Exercise requirements :: With both ends included, repeat exactly the lines of the entries below from the one containing "filter = tracing_subscriber::EnvFilter::try_from_default_env()" down to the one containing "let (stop_tx, stop_rx)", and no others.

Data section ::
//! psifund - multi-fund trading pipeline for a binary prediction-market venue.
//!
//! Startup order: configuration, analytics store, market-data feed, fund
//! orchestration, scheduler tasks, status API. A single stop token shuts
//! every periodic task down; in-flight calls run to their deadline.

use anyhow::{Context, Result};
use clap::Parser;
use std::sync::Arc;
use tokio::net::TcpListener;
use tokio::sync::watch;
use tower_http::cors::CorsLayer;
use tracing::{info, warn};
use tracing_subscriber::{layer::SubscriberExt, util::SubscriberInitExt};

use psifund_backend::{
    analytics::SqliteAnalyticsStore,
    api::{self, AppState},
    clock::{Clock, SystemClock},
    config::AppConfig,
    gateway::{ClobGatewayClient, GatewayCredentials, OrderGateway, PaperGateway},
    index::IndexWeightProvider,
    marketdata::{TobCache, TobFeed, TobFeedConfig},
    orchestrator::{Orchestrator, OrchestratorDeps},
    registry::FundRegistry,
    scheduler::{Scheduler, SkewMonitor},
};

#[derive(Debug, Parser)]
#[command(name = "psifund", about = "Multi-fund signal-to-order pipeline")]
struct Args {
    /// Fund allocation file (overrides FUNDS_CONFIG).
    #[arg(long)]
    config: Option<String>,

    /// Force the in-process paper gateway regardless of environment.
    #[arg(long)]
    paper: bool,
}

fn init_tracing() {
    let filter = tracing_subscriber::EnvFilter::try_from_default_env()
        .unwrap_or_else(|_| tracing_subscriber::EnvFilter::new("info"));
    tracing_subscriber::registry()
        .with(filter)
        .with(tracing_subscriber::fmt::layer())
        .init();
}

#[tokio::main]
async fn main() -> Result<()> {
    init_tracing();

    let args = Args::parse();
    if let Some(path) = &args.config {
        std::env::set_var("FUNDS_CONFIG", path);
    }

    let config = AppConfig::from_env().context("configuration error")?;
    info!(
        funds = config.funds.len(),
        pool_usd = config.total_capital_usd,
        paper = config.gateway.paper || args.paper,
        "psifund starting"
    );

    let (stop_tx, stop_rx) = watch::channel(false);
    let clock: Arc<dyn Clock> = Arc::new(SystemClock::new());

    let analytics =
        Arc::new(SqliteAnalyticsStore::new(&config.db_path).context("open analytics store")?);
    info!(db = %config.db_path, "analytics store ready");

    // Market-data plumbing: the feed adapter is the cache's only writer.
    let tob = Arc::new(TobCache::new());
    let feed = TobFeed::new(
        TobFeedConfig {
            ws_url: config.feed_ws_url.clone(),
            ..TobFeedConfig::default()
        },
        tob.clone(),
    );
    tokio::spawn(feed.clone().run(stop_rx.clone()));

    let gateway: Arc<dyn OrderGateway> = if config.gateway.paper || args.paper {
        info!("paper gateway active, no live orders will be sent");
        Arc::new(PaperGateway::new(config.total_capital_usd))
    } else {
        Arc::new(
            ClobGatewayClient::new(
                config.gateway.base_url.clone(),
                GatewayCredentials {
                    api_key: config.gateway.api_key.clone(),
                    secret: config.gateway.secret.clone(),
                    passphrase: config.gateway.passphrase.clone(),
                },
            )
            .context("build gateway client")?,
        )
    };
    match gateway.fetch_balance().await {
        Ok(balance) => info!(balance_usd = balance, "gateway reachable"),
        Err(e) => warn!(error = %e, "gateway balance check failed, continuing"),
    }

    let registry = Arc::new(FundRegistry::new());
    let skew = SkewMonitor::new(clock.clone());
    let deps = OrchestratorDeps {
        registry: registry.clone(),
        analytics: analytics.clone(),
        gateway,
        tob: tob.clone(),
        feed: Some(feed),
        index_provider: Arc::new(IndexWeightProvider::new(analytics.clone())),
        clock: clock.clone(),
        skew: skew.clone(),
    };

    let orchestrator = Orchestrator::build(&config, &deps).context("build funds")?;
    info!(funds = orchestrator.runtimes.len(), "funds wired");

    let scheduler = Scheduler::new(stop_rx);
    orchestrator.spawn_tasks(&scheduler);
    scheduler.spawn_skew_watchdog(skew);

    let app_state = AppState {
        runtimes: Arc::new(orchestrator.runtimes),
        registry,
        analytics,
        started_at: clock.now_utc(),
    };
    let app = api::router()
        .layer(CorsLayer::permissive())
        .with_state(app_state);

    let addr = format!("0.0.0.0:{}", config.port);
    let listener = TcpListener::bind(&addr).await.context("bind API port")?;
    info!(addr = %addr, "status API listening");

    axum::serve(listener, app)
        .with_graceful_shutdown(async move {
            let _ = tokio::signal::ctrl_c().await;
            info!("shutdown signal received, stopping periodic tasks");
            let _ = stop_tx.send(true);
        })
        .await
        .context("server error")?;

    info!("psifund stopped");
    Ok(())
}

Solution ::
    let filter = tracing_subscriber::EnvFilter::try_from_default_env()
        .unwrap_or_else(|_| tracing_subscriber::EnvFilter::new("info"));
    tracing_subscriber::registry()
        .with(filter)
        .with(tracing_subscriber::fmt::layer())
        .init();
}

#[tokio::main]
async fn main() -> Result<()> {
    init_tracing();

    let args = Args::parse();
    if let Some(path) = &args.config {
        std::env::set_var("FUNDS_CONFIG", path);
    }

    let config = AppConfig::from_env().context("configuration error")?;
    info!(
        funds = config.funds.len(),
        pool_usd = config.total_capital_usd,
        paper = config.gateway.paper || args.paper,
        "psifund starting"
    );

    let (stop_tx, stop_rx) = watch::channel(false);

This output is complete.